Background: Coronary artery disease is a global health concern that necessitates treatments, such as percutaneous coronary intervention (PCI) with drug-eluting stents (DES). Recent advancements in biodegradable polymer-coated DES have improved long-term outcomes by reducing neointimal hyperplasia. Superior long-term outcomes in patients with ultrathin-strut sirolimus-eluting Orsiro stent (BP-SES) compared with those with thick-strut biolimus-eluting BioMatrix stent (BP-BES) have been shown. This study aimed to explore the mechanisms underlying these differences by using quantitative coronary angiography (QCA) and optical coherence tomography (OCT).

Methods: This sub-analysis of the BIODEGRADE trial, a prospective, randomized, multi-center study, compared BP-SES and BP-BES in patients who underwent PCI between July 2014 and September 2017. Patients with positive stress test results, ischemic symptoms, or those who consented to routine follow-up angiography were included. QCA and OCT were used to evaluate the lumen diameter, cross-sectional areas and stent apposition or coverage. OCT images were analyzed at 1 mm intervals within 5 mm proximal and distal to the stented segment.

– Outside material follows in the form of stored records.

impl TerrainSystem {
    /// Build a flat, grey terrain from `config`.
    pub fn initialize(config: TerrainConfig) -> Result<Self> {
        let config = config.sanitized();
        let mut system = Self {
            biotopes: BiotopeSet::new(config.biotopes.clone(), config.interpolation),
            builder: MeshBuilder::new(config.chunk_size),
            rng: Pcg64Mcg::seed_from_u64(config.generator.seed as i64 as u64),
            terrain: None,
            invalidator: ChunkInvalidator::new(),
            state: EditState::Idle,
            config,
        };
        system.rebuild_flat()?;
        Ok(system)
    }

    /// Drop all terrain data. Edits become no-ops until `reinitialize`.
    pub fn teardown(&mut self) {
        if self.terrain.take().is_some() {
            log::info!("Terrain torn down");
        }
        self.invalidator.clear();
        self.state = EditState::Idle;
    }

    /// Rebuild flat and grey at the current size and resolution.
    pub fn reinitialize(&mut self) -> Result<()> {
        self.rebuild_flat()
    }

    fn rebuild_flat(&mut self) -> Result<()> {
        let grid = Grid::new(self.config.resolution, WorldExtent::from(self.config.world_size));
        let n = grid.cell_count();
        let (store, mesh) = self
            .builder
            .build(&grid, vec![0.0; n], vec![Rgba::GREY; n])?;

        let mut texture = ColorTexture::new(grid.width(), grid.height(), self.config.filter_mode);
        texture.sync(store.colors())?;

        self.invalidator.clear();
        self.state = EditState::Idle;
        self.terrain = Some(TerrainState {
            grid,
            store,
            mesh,
            texture,
        });
        log::info!(
            "Terrain initialized: {}x{} cells over {}x{} world units",
            grid.width(),
            grid.height(),
            self.config.world_size.x,
            self.config.world_size.y
        );
        Ok(())
    }

    pub fn is_initialized(&self) -> bool {
        self.terrain.is_some()
    }

    pub fn config(&self) -> &TerrainConfig {
        &self.config
    }

    pub fn state(&self) -> EditState {
        self.state
    }

    pub fn biotopes(&self) -> &BiotopeSet {
        &self.biotopes
    }

    pub fn invalidator(&self) -> &ChunkInvalidator {
        &self.invalidator
    }

    pub fn grid(&self) -> Option<&Grid> {
        self.terrain.as_ref().map(|t| &t.grid)
    }

    pub fn store(&self) -> Option<&VertexStore> {
        self.terrain.as_ref().map(|t| &t.store)
    }

    pub fn mesh(&self) -> Option<&ChunkedMesh> {
        self.terrain.as_ref().map(|t| &t.mesh)
    }

    pub fn texture(&self) -> Option<&ColorTexture> {
        self.terrain.as_ref().map(|t| &t.texture)
    }

    /// Mutable texture access for the display shell (`take_dirty`).
    pub fn texture_mut(&mut self) -> Option<&mut ColorTexture> {
        self.terrain.as_mut().map(|t| &mut t.texture)
    }

    /// Cell at `(col, row)`, `None` outside the grid.
    pub fn vertex(&self, col: i32, row: i32) -> Option<&VertexCell> {
        let terrain = self.terrain.as_ref()?;
        let index = terrain.grid.checked_index(col, row)?;
        terrain.store.cell(index)
    }

    /// Cell nearest to a world position, `None` outside the grid.
    pub fn vertex_at_world(&self, world: Vec2) -> Option<&VertexCell> {
        let terrain = self.terrain.as_ref()?;
        let index = terrain.grid.index_at_world(world)?;
        terrain.store.cell(index)
    }

    // Structural changes

    /// Change the world size. Cell positions are recomputed and pushed to
    /// every duplicate vertex without re-triangulating. Non-finite sizes are
    /// ignored. Returns whether the size changed.
    pub fn set_size(&mut self, size: Vec2) -> bool {
        if !size.is_finite() {
            log::warn!("Ignoring non-finite terrain size {:?}", size);
            return false;
        }
        if size == self.config.world_size {
            return false;
        }
        self.config.world_size = size;
        let Some(terrain) = self.terrain.as_mut() else {
            return true;
        };

        terrain.grid = Grid::new(terrain.grid.dimensions(), WorldExtent::from(size));
        for index in 0..terrain.store.cell_count() {
            let (col, row) = terrain.grid.coords_of(index);
            terrain
                .store
                .set_position(index, terrain.grid.grid_to_world(col as i32, row as i32));
        }
        terrain.mesh.rebuild_all(&terrain.store);
        log::info!("Terrain resized to {}x{}", size.x, size.y);
        true
    }

    /// Change the grid resolution (clamped to at least 2x2). A new
    /// resolution rebuilds the terrain flat and grey. Returns whether the
    /// resolution changed.
    pub fn set_resolution(&mut self, resolution: GridDimensions) -> Result<bool> {
        let clamped = resolution.clamped();
        if clamped != resolution {
            log::warn!(
                "Resolution {}x{} clamped to {}x{}",
                resolution.width,
                resolution.height,
                clamped.width,
                clamped.height
            );
        }
        if clamped == self.config.resolution {
            return Ok(false);
        }
        self.config.resolution = clamped;
        self.rebuild_flat()?;
        Ok(true)
    }

    pub fn set_filter_mode(&mut self, filter_mode: FilterMode) {
        self.config.filter_mode = filter_mode;
        if let Some(terrain) = self.terrain.as_mut() {
            terrain.texture.set_filter_mode(filter_mode);
        }
    }

    // Generation

    /// Height map for the current configuration. Deterministic for a given
    /// generator config.
    pub fn create_height_map(&self) -> Vec<f32> {
        HeightMapGenerator::new(self.config.generator.clone())
            .generate(self.config.resolution, &self.config.height_curve)
    }

    /// Classify each height, normalized by the height multiplier.
    pub fn classify_heights(&self, heights: &[f32]) -> Vec<Rgba> {
        let multiplier = self.config.generator.height_multiplier;
        heights
            .iter()
            .map(|&h| {
                let normalized = if multiplier != 0.0 { h / multiplier } else { 0.0 };
                self.biotopes.classify(normalized)
            })
            .collect()
    }

    /// Color map for the current heights.
    pub fn create_color_map(&self) -> Vec<Rgba> {
        match self.terrain.as_ref() {
            Some(terrain) => self.classify_heights(terrain.store.heights()),
            None => Vec::new(),
        }
    }

    fn check_map_len(&self, actual: usize) -> Result<()> {
        let expected = self.config.resolution.cell_count();
        if actual != expected {
            return Err(Error::LengthMismatch { expected, actual });
        }
        Ok(())
    }

    /// Replace every height and rebuild every chunk.
    pub fn set_height_map(&mut self, heights: &[f32]) -> Result<()> {
        self.check_map_len(heights.len())?;
        let Some(terrain) = self.terrain.as_mut() else {
            return Ok(());
        };
        for (index, &height) in heights.iter().enumerate() {
            terrain.store.set_height(index, height);
        }
        terrain.mesh.rebuild_all(&terrain.store);
        log::debug!("Height map applied, {} chunks rebuilt", terrain.mesh.chunk_count());
        Ok(())
    }

    /// Replace every color and refresh the texture.
    pub fn set_color_map(&mut self, colors: &[Rgba]) -> Result<()> {
        self.check_map_len(colors.len())?;
        let filter_mode = self.config.filter_mode;
        let Some(terrain) = self.terrain.as_mut() else {
            return Ok(());
        };
        for (index, &color) in colors.iter().enumerate() {
            terrain.store.set_color(index, color);
        }
        terrain.texture.set_filter_mode(filter_mode);
        terrain.texture.sync(terrain.store.colors())?;
        Ok(())
    }

    /// Generate heights from noise, then colors from the biotopes.
    pub fn generate(&mut self) -> Result<()> {
        let heights = self.create_height_map();
        self.set_height_map(&heights)?;
        let colors = self.create_color_map();
        self.set_color_map(&colors)?;
        log::info!(
            "Generated terrain (seed {}, {} biotopes)",
            self.config.generator.seed,
            self.biotopes.len()
        );
        Ok(())
    }

    // Biotopes

    fn sync_biotope_config(&mut self) {
        self.config.biotopes = self.biotopes.biotopes().to_vec();
    }

    pub fn set_interpolation(&mut self, interpolation: f32) {
        self.biotopes.set_interpolation(interpolation);
        self.config.interpolation = self.biotopes.interpolation();
    }

    pub fn set_biotope_start_height(&mut self, index: usize, value: f32) -> bool {
        let changed = self.biotopes.set_start_height(index, value);
        self.sync_biotope_config();
        changed
    }

    pub fn set_biotope_end_height(&mut self, index: usize, value: f32) -> bool {
        let changed = self.biotopes.set_end_height(index, value);
        self.sync_biotope_config();
        changed
    }

    pub fn set_biotope_color(&mut self, index: usize, color: Rgba) -> bool {
        let changed = self.biotopes.set_color(index, color);
        self.sync_biotope_config();
        changed
    }

    pub fn push_biotope(&mut self) -> usize {
        let index = self.biotopes.push();
        self.sync_biotope_config();
        index
    }

    pub fn pop_biotope(&mut self) -> bool {
        let removed = self.biotopes.pop().is_some();
        self.sync_biotope_config();
        removed
    }

    // Brush

    /// Sculpt heights under a circular brush and rebuild the touched chunks.
    pub fn apply_height_tool(
        &mut self,
        center: Vec2,
        radius: f32,
        strength: f32,
        tool: ToolKind,
    ) -> EditReport {
        if !tool.edits_height() || !strength.is_finite() {
            return EditReport::default();
        }
        let Some(terrain) = self.terrain.as_mut() else {
            return EditReport::default();
        };

        let footprint = brush_footprint(&terrain.grid, center, radius);
        for &(index, weight) in &footprint {
            match tool {
                ToolKind::Normal => {
                    terrain.store.add_height(index, weight * strength);
                }
                ToolKind::Noise => {
                    // unit sample, scaled after drawing
                    let delta = strength * (weight * self.rng.gen_range(0.0f32..=1.0));
                    terrain.store.add_height(index, delta);
                }
                ToolKind::Bumps => {
                    let delta = strength * (weight * self.rng.gen_range(-1.0f32..=1.0));
                    terrain.store.add_height(index, delta);
                }
                ToolKind::Smooth => {
                    let average = neighborhood_average(&terrain.grid, &terrain.store, index);
                    let current = terrain.store.height(index).unwrap_or(0.0);
                    terrain.store.set_height(index, Lerp::lerp(&current, &average, weight));
                }
                ToolKind::Paint => {}
            }
            if let Some(cell) = terrain.store.cell(index) {
                self.invalidator.mark_cell_dirty(cell.chunk_memberships());
            }
        }

        let chunks = self.invalidator.take_dirty_chunks();
        for &id in &chunks {
            if let Err(e) = terrain.mesh.rebuild_chunk(id, &terrain.store) {
                log::warn!("Skipping chunk rebuild: {}", e);
            }
        }
        log::debug!(
            "{:?} brush touched {} cells, rebuilt {} chunks",
            tool,
            footprint.len(),
            chunks.len()
        );

        EditReport {
            cells_modified: footprint.len(),
            chunks_rebuilt: chunks,
        }
    }

    /// Blend colors under a circular brush towards `color`.
    ///
    /// The blend factor is the distance falloff alone; `_strength` is
    /// already folded into the stroke by the caller's frame timing.
    pub fn apply_color_tool(
        &mut self,
        center: Vec2,
        radius: f32,
        _strength: f32,
        color: Rgba,
    ) -> EditReport {
        let Some(terrain) = self.terrain.as_mut() else {
            return EditReport::default();
        };

        let footprint = brush_footprint(&terrain.grid, center, radius);
        for &(index, weight) in &footprint {
            let Some(current) = terrain.store.color(index) else {
                continue;
            };
            let blended = current.lerp_clamped(&color, weight);
            terrain.store.set_color(index, blended);
            terrain.texture.set_texel(index, blended);
        }
        if !footprint.is_empty() {
            terrain.texture.mark_dirty();
        }

        EditReport {
            cells_modified: footprint.len(),
            chunks_rebuilt: Vec::new(),
        }
    }

    /// Advance the brush by one host frame.
    ///
    /// While the pointer is pressed the selected tool is applied with its
    /// strength scaled by the clamped frame delta.
    pub fn tick(&mut self, input: &BrushInput, brush: &BrushSettings, delta_secs: f32) -> EditReport {
        if !input.pressed {
            if self.state == EditState::Editing {
                log::debug!("Brush released");
            }
            self.state = EditState::Idle;
            return EditReport::default();
        }
        if self.state == EditState::Idle {
            log::debug!("Brush pressed with {:?}", brush.tool);
        }
        self.state = EditState::Editing;

        let strength = brush.strength * clamp_delta(delta_secs);
        match brush.tool {
            ToolKind::Paint => {
                self.apply_color_tool(input.world_position, brush.size, strength, brush.color)
            }
            tool => self.apply_height_tool(input.world_position, brush.size, strength, tool),
        }
    }
}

Results: Of the 2,341 patients, 689 underwent follow-up angiography between 18- and 36-months post-PCI, and 929 stents were analyzed via QCA. OCT images of 61 participants were available. The BP-SES group exhibited a significantly larger minimal lumen diameter and reduced late lumen loss compared to the BP-BES group (0.34 ± 0.45 mm vs. 0.42 ± 0.44 mm, P = 0.005). OCT analysis showed significantly less neointimal hyperplasia in the BP-SES group (0.04 ± 0.4 mm2 vs. 0.64 ± 0.54 mm2, P < 0.001), with no significant differences in stent strut coverage or inflammation markers, than in the BP-BES group.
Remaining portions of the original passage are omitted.